Odiar el verano
Las bicicletas son para el verano. Y el verano es para odiarlo; cada vez se apuntan más. ¡Cuánto agobia y cuánto cansa y cuánto suda y cuánto fantasea y cuánto frustra y cuánto cuesta!... El verano es ley férrea y, por tal, lo ve dictadura quien tenga en la recámara un corazón algo ácrata o un rebelde ante lo obsesivo, lo masivo y lo pasivo. El verano, con o sin vacación, es pura coña que, como femenino de coño, exige bragas cara-vista y no el «a calzón roto, cojón sano». Y si es por descansar, ¡mierda para el verano!, nada mejor que el otoño cuando ya todos reman en el banco de su galera, se despeja la turba en los destinos y así sabe la vacación a privilegio con risilla vengativa. El otoño, sí. Sí que sí. Ahí el sol merece algo de humildad y madruga el atardecer para que quepa en la noche algo más que trasnoche, palinodia o mamadura con su orquitis al volver... y algún que otro equívoco que nos descose el dormir a pierna suelta.

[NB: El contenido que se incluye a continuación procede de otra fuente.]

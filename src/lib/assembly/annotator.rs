//! Assembly-backed annotate transform for the call pipeline.
//!
//! `AssemblyAnnotator` is the concrete [`BreakendTransform`] strategy the
//! CLI injects: it consumes the evidence source exactly once at
//! construction, clusters evidence per (contig, direction) by anchor
//! proximity, assembles every cluster with a fresh [`DeBruijnAssembler`],
//! and then lazily decorates each passing breakend call with the result of
//! the overlapping cluster. Nominal positions are never moved, so the
//! stream's W-bounded disorder contract is preserved.

use std::sync::atomic::{AtomicU64, Ordering};
use std::sync::Arc;

use ahash::AHashMap;
use anyhow::Result;
use log::info;

use crate::breakend::BreakendDirection;
use crate::calls::BreakendCall;
use crate::dictionary::ContigDictionary;
use crate::evidence::EvidenceSource;
use crate::pipeline::{BreakendStream, BreakendTransform};

use super::debruijn::{BreakpointCall, DeBruijnAssembler};

/// One assembled evidence cluster.
#[derive(Debug, Clone)]
struct AssembledLocus {
    /// Smallest anchor coordinate in the cluster.
    start: i64,
    /// Largest anchor coordinate in the cluster.
    end: i64,
    /// The cluster's breakpoint call, if assembly produced one.
    call: Option<BreakpointCall>,
}

type LocusMap = AHashMap<(u32, BreakendDirection), Vec<AssembledLocus>>;

/// Annotates breakend calls with locally assembled breakpoint evidence.
pub struct AssemblyAnnotator {
    loci: Arc<LocusMap>,
    /// Maximum distance between a call interval and an anchor for the
    /// evidence to be considered local; also the clustering gap.
    span: i64,
    /// Calls that received an assembly annotation.
    annotated: Arc<AtomicU64>,
}

impl AssemblyAnnotator {
    /// Assemble all evidence up front and build the annotator.
    pub fn from_evidence(
        evidence: &dyn EvidenceSource,
        k: usize,
        dict: &Arc<ContigDictionary>,
        span: i64,
    ) -> Result<Self> {
        // Bucket evidence indices per (contig, direction), keeping anchor
        // order; the stable sort preserves file order between equal anchors
        // so repeated runs assemble identical clusters.
        let mut buckets: AHashMap<(u32, BreakendDirection), Vec<usize>> = AHashMap::new();
        let records = evidence.records();
        for (idx, record) in records.iter().enumerate() {
            buckets.entry((record.tid, record.direction)).or_default().push(idx);
        }

        let mut loci: LocusMap = AHashMap::new();
        let mut total_loci = 0u64;
        let mut called_loci = 0u64;
        for ((tid, direction), mut indices) in buckets {
            indices.sort_by_key(|&idx| records[idx].pos);

            let mut assembled: Vec<AssembledLocus> = Vec::new();
            let mut cluster: Vec<usize> = Vec::new();
            for idx in indices {
                let pos = records[idx].pos;
                let split = cluster
                    .last()
                    .is_some_and(|&last| pos - records[last].pos > span);
                if split {
                    assembled.push(Self::assemble_cluster(
                        &cluster, records, k, direction, dict,
                    )?);
                    cluster.clear();
                }
                cluster.push(idx);
            }
            if !cluster.is_empty() {
                assembled.push(Self::assemble_cluster(&cluster, records, k, direction, dict)?);
            }

            total_loci += assembled.len() as u64;
            called_loci += assembled.iter().filter(|l| l.call.is_some()).count() as u64;
            loci.insert((tid, direction), assembled);
        }

        info!(
            "Assembled {total_loci} evidence loci; {called_loci} produced breakpoint calls"
        );
        Ok(Self { loci: Arc::new(loci), span, annotated: Arc::new(AtomicU64::new(0)) })
    }

    /// Number of calls annotated so far.
    #[must_use]
    pub fn annotated_calls(&self) -> u64 {
        self.annotated.load(Ordering::Relaxed)
    }

    /// Shared counter of annotated calls; stays readable after the
    /// annotator has been moved into a pipeline.
    #[must_use]
    pub fn annotated_handle(&self) -> &Arc<AtomicU64> {
        &self.annotated
    }

    fn assemble_cluster(
        cluster: &[usize],
        records: &[crate::evidence::EvidenceRecord],
        k: usize,
        direction: BreakendDirection,
        dict: &Arc<ContigDictionary>,
    ) -> Result<AssembledLocus> {
        let mut assembler = DeBruijnAssembler::new(k, direction, Arc::clone(dict))?;
        for &idx in cluster {
            assembler.add_evidence(&records[idx])?;
        }
        let call = assembler.end_of_evidence()?.into_iter().next();
        Ok(AssembledLocus {
            start: cluster.iter().map(|&idx| records[idx].pos).min().unwrap_or(0),
            end: cluster.iter().map(|&idx| records[idx].pos).max().unwrap_or(0),
            call,
        })
    }

    /// Find the first assembled locus overlapping the call's neighborhood.
    fn lookup<'a>(loci: &'a LocusMap, call: &BreakendCall, span: i64) -> Option<&'a BreakpointCall> {
        let candidates = loci.get(&(call.summary.tid, call.summary.direction))?;
        let lo = call.summary.start - span;
        let hi = call.summary.end + span;
        // Loci are sorted by start; skip everything that ends before the
        // neighborhood begins.
        let from = candidates.partition_point(|locus| locus.end < lo);
        candidates[from..]
            .iter()
            .take_while(|locus| locus.start <= hi)
            .find_map(|locus| locus.call.as_ref())
    }

    fn annotate(call: &mut BreakendCall, assembled: &BreakpointCall) {
        call.evidence_id = Some(assembled.evidence_id.clone());
        call.anchor_seq = assembled.anchor_seq.clone();
        call.breakpoint_seq = assembled.breakpoint_seq.clone();
        call.breakpoint_qual = assembled.breakpoint_qual.clone();
        for (&attr, &value) in &assembled.summary.attributes {
            call.summary.attributes.insert(attr, value);
        }
    }
}

impl BreakendTransform for AssemblyAnnotator {
    fn transform(&self, calls: BreakendStream) -> Result<BreakendStream> {
        let loci = Arc::clone(&self.loci);
        let span = self.span;
        let annotated = Arc::clone(&self.annotated);
        Ok(Box::new(calls.map(move |result| {
            result.map(|mut call| {
                if let Some(assembled) = Self::lookup(&loci, &call, span) {
                    Self::annotate(&mut call, assembled);
                    annotated.fetch_add(1, Ordering::Relaxed);
                }
                call
            })
        })))
    }
}

#[cfg(test)]
mod tests {
    use super::*;
    use crate::breakend::{BreakendSummary, EvidenceAttribute};
    use crate::evidence::{EvidenceKind, EvidenceRecord, TsvEvidenceSource};

    fn dict() -> Arc<ContigDictionary> {
        Arc::new(ContigDictionary::from_names(&["polyA", "chr1"]).unwrap())
    }

    fn scenario_evidence() -> TsvEvidenceSource {
        let reads = vec![
            EvidenceRecord::new(
                0,
                1,
                BreakendDirection::Forward,
                EvidenceKind::SoftClip { anchor_len: 1 },
                b"AACGTG".to_vec(),
                vec![5; 6],
            )
            .unwrap(),
            EvidenceRecord::new(
                0,
                1,
                BreakendDirection::Forward,
                EvidenceKind::SoftClip { anchor_len: 1 },
                b"AACGTGA".to_vec(),
                vec![5; 7],
            )
            .unwrap(),
        ];
        TsvEvidenceSource::from_records(reads, 100)
    }

    fn breakend(tid: u32, pos: i64, direction: BreakendDirection) -> BreakendCall {
        BreakendCall::new(pos, BreakendSummary::new(tid, pos, pos, direction).unwrap())
    }

    fn run_transform(annotator: &AssemblyAnnotator, calls: Vec<BreakendCall>) -> Vec<BreakendCall> {
        let stream: BreakendStream = Box::new(calls.into_iter().map(Ok));
        annotator
            .transform(stream)
            .unwrap()
            .collect::<Result<Vec<_>>>()
            .unwrap()
    }

    #[test]
    fn test_annotates_overlapping_call() {
        let annotator =
            AssemblyAnnotator::from_evidence(&scenario_evidence(), 3, &dict(), 50).unwrap();
        let out = run_transform(
            &annotator,
            vec![breakend(0, 1, BreakendDirection::Forward)],
        );
        assert_eq!(out.len(), 1);
        let call = &out[0];
        assert_eq!(call.evidence_id.as_deref(), Some("debruijn-polyA:1-f"));
        assert_eq!(call.breakpoint_seq, b"ACGTGA");
        assert_eq!(call.breakpoint_qual, vec![10, 10, 10, 10, 10, 5]);
        assert_eq!(call.summary.attributes[&EvidenceAttribute::AssemblyReads], 2.0);
        // The nominal coordinate is untouched.
        assert_eq!(call.pos, 1);
    }

    #[test]
    fn test_distant_call_is_untouched() {
        let annotator =
            AssemblyAnnotator::from_evidence(&scenario_evidence(), 3, &dict(), 50).unwrap();
        let out = run_transform(
            &annotator,
            vec![breakend(0, 10_000, BreakendDirection::Forward)],
        );
        assert!(out[0].evidence_id.is_none());
        assert!(out[0].breakpoint_seq.is_empty());
    }

    #[test]
    fn test_direction_mismatch_is_untouched() {
        let annotator =
            AssemblyAnnotator::from_evidence(&scenario_evidence(), 3, &dict(), 50).unwrap();
        let out = run_transform(
            &annotator,
            vec![breakend(0, 1, BreakendDirection::Backward)],
        );
        assert!(out[0].evidence_id.is_none());
    }

    #[test]
    fn test_distant_evidence_forms_separate_loci() {
        let mut reads = scenario_evidence().records().to_vec();
        // A lone read far away assembles (and fails) separately instead of
        // joining the near cluster.
        reads.push(
            EvidenceRecord::new(
                0,
                5_000,
                BreakendDirection::Forward,
                EvidenceKind::SoftClip { anchor_len: 1 },
                b"AACGTG".to_vec(),
                vec![5; 6],
            )
            .unwrap(),
        );
        let source = TsvEvidenceSource::from_records(reads, 100);
        let annotator = AssemblyAnnotator::from_evidence(&source, 3, &dict(), 50).unwrap();

        let near = run_transform(&annotator, vec![breakend(0, 1, BreakendDirection::Forward)]);
        assert!(near[0].evidence_id.is_some());

        let far =
            run_transform(&annotator, vec![breakend(0, 5_000, BreakendDirection::Forward)]);
        assert!(far[0].evidence_id.is_none());
    }
}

De puro sobrevalorado -o por consumido y no hecho a mano-, el verano va valiendo menos poco a poco... y costando más y más. ¿Qué vacación es esa que después exige otros quince días para reparar tanta fatiga?... ¿y por qué esa vacación hay que mandarla siempre lejos si en nuestro sitio y viendo el yugo es donde mejor se aprecia y se disfruta el dolce far niente o el hacer otras cosas porque sí y sin reloj?... ¿y por qué será que los únicos veranos que recordamos guapos o más o menos felices están presos y casi vivos en la infancia y alguno en la adolescencia tímida o atolondrada?... ¿acaso no se hicieron los veranos para mandar ilusiones al traste?...
Relájese el lector, ya dice adiós, patrás va su torrar y su turrar. Pero aún lo recordarán tres veranillos de calendario fijo: el de san Miguel, el del membrillo y el de san Martín, ese del que hoy se ríe el gocho martinón librándose del banquillo y de un matarile que ya también es raro y se va quedando en folklore o foto sepia. Venga, pues, el otoño renacido, el nuevo curso y los lapiceros nuevos, aunque algún día nos levantemos como tituló su novela Françoise Sagan: «Bonjour tristesse».